L'image du père et la relation père/fils sont au coeur du film. Ce ne sera pas une surprise car De Battre Mon Coeur S'Est Arrêté débute sur un monologue d'un homme face à Tom. Un monologue clé, exaltant et intriguant, qui il explique comment il a du s'occuper de son père. Le film raconte cette transition où la relation père/fils est inversée, où le fils devient le père en quelque sorte. Robert infantilise peu à peu, présente ses copines à son fils ("c'est une pute!" dit son fils comme dirait un père), fait des conneries, tente de jouer dans la cour des grands et persévère dans le chantage affectif. A Tom le devoir de l'aider à s'en sortir, de se comporter en adulte responsable.

De Battre Mon Coeur S'Est Arrêté est bien un film au scénario riche et dense. Jacques Audiard en extrait une oeuvre limpide filmée à hauteur d'homme. Sa mise en scène se focalise exclusivement sur Tom et enchaîne les gros plans pour montrer les sentiments, les impressions qui ressortent des personnages. Et si le film ressemble à un film noir, la justesse des dialogues et des situations renforcent le réalisme de l'histoire évitant de la rendre totalement optimiste ou totalement pessimiste.
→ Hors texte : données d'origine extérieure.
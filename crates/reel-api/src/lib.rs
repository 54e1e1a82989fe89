//! Axum HTTP API server.
//!
//! This crate provides:
//! - The wizard REST surface: project lifecycle, scene management, video
//!   start, status polling, music selection, compose
//! - The generation-provider webhook receiver
//! - Session-token ownership checks, CORS, security headers
//! - Prometheus metrics

pub mod config;
pub mod error;
pub mod handlers;
pub mod metrics;
pub mod middleware;
pub mod routes;
pub mod session;
pub mod state;

pub use config::ApiConfig;
pub use error::{ApiError, ApiResult};
pub use routes::create_router;
pub use state::AppState;
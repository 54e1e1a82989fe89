//! API routes.

use axum::middleware;
use axum::routing::{delete, get, post, put};
use axum::Router;
use metrics_exporter_prometheus::PrometheusHandle;
use tower_http::limit::RequestBodyLimitLayer;

use crate::handlers::health::{health, ready};
use crate::handlers::music::{music_options, select_music};
use crate::handlers::projects::{
    approve_images, delete_project, get_project, like_moodboards, set_moodboards, start_project,
    update_scenes,
};
use crate::handlers::videos::{compose_project, get_status, start_videos};
use crate::handlers::webhook::provider_webhook;
use crate::metrics::metrics_middleware;
use crate::middleware::{cors_layer, request_id, request_logging, security_headers};
use crate::state::AppState;

/// Create the API router.
pub fn create_router(state: AppState, metrics_handle: Option<PrometheusHandle>) -> Router {
    let project_routes = Router::new()
        .route("/projects/start", post(start_project))
        .route("/projects/:project_id", get(get_project))
        .route("/projects/:project_id", delete(delete_project))
        .route("/projects/:project_id/moodboards", post(set_moodboards))
        .route("/projects/:project_id/moodboards/like", post(like_moodboards))
        .route("/projects/:project_id/scenes", put(update_scenes))
        .route(
            "/projects/:project_id/scenes/images/approve",
            post(approve_images),
        );

    let render_routes = Router::new()
        .route("/projects/:project_id/videos/start", post(start_videos))
        .route("/projects/:project_id/status", get(get_status))
        .route("/projects/:project_id/compose", post(compose_project));

    let music_routes = Router::new()
        .route("/music/options", get(music_options))
        .route("/projects/:project_id/music/select", post(select_music));

    // Provider callbacks carry no session token; the run reference is the
    // only correlation key.
    let webhook_routes = Router::new().route("/webhook/provider", post(provider_webhook));

    let api_routes = Router::new()
        .merge(project_routes)
        .merge(render_routes)
        .merge(music_routes)
        .merge(webhook_routes);

    let health_routes = Router::new()
        .route("/health", get(health))
        .route("/healthz", get(health))
        .route("/ready", get(ready));

    // Metrics endpoint (if enabled)
    let metrics_routes = if let Some(handle) = metrics_handle {
        Router::new().route("/metrics", get(move || async move { handle.render() }))
    } else {
        Router::new()
    };

    Router::new()
        .nest("/api", api_routes)
        .merge(health_routes)
        .merge(metrics_routes)
        .layer(RequestBodyLimitLayer::new(state.config.max_body_size))
        .layer(middleware::from_fn(metrics_middleware))
        .layer(middleware::from_fn(security_headers))
        .layer(middleware::from_fn(request_id))
        .layer(middleware::from_fn(request_logging))
        .layer(cors_layer(&state.config.cors_origins))
        .with_state(state)
}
C'est peut-être pour cela que le suspense autour de l'audition de Tom ainsi que des affaires de son père fonctionne à merveille jusqu'à cette fin ouverte et légèrement ironique car sous la forme d'une reproduction des schémas parentaux.

Toujours à l'écran, Romain Duris n'avait pas le droit à l'erreur et finalement impressionne. Habité quand il joue du piano, sérieux et cynique quand il parle de son travail à un tiers (ici un chef d'orchestre), timide face à sa professeur, arrogant avec les filles. Un grand acteur complet s'est révélé sous nos yeux (quoique je le trouvais déjà fantastique dans tous les films de Cédric Klapisch)

Que ce soit dans la relation père/fils inversée ou dans la description d'un milieu sordide auquel Tom souhaite se soustraire, Jacques Audiard signe donc un film humain, parfois désespérément humain, un film à la fois sensible et dur qui échappe à un genre prédéfini sans être déroutant. Une belle réussite.

La scène qui tue : une scène presque à la fin qui tue au sens propre, d'une violence très réaliste dont le résultat est tout simplement l'affiche du film.

Revoir le film : même s'il est excellent, ce n'est pas le genre de film que je reverrai (à court terme).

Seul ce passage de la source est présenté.